The correlation between poor financial performance and “staffing adjustments” has long been a truism for corporate governance. Domestically, the current impact is pervasive and deep – construction, real estate, mortgage bankers, broker-dealers, investment firms, and a host of market participants servicing the end-to-end value chain. It could be tongue-in-check argued that the only groups not feeling the pressure as a result of the market adjustments are the auditors and legal teams. However, with the widespread adoption of globalized resources, the impacts may not be as pronounced as they have historically.
Whereas the domestic impact is severe and has at least another six months of uncertainty, it is likely that globally distributed operations will experience a windfall of lasting benefits. It is not something that is overtly touted, mentioned on a balance sheet or in interviews with the press – but it is there nonetheless. As the global economic markets continue to shift and as sovereign wealth funds begin flexing their newly minted financial muscles, the impact to domestic operational processes may experience acceleration to offshore locations.
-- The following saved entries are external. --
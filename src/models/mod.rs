pub mod answer_set;
pub mod override_payload;
pub mod question;
pub mod recommendation;

pub use answer_set::AnswerSet;
pub use override_payload::{ChampionAttributes, OverridePayload, ATTRIBUTE_KEYS};
pub use question::Question;
pub use recommendation::{Reason, RecommendationItem, ScoringRequest};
Even though the market volumes may stabilize and increase as the cycle turns positive early in 2009, the workforce mix will change not only due to aging baby-boomer populations, but skilled global worker availability, “forced” M&A events, and increasingly specialized process compartmentalization.
The headlines are full of the aftermath of improper decisions made months and years ago – much like assumption of an unhealthy personal life-style. Even the trading markets established to take the shock –ABX, “Super SIV” – have not materially aided those seeking “quick fix” lifelines and it is difficult to ascertain they can materially aid the markets during this current crisis. Regardless of whether we like the solutions or not, the most compelling option is to clearly embrace globalization and profit from it.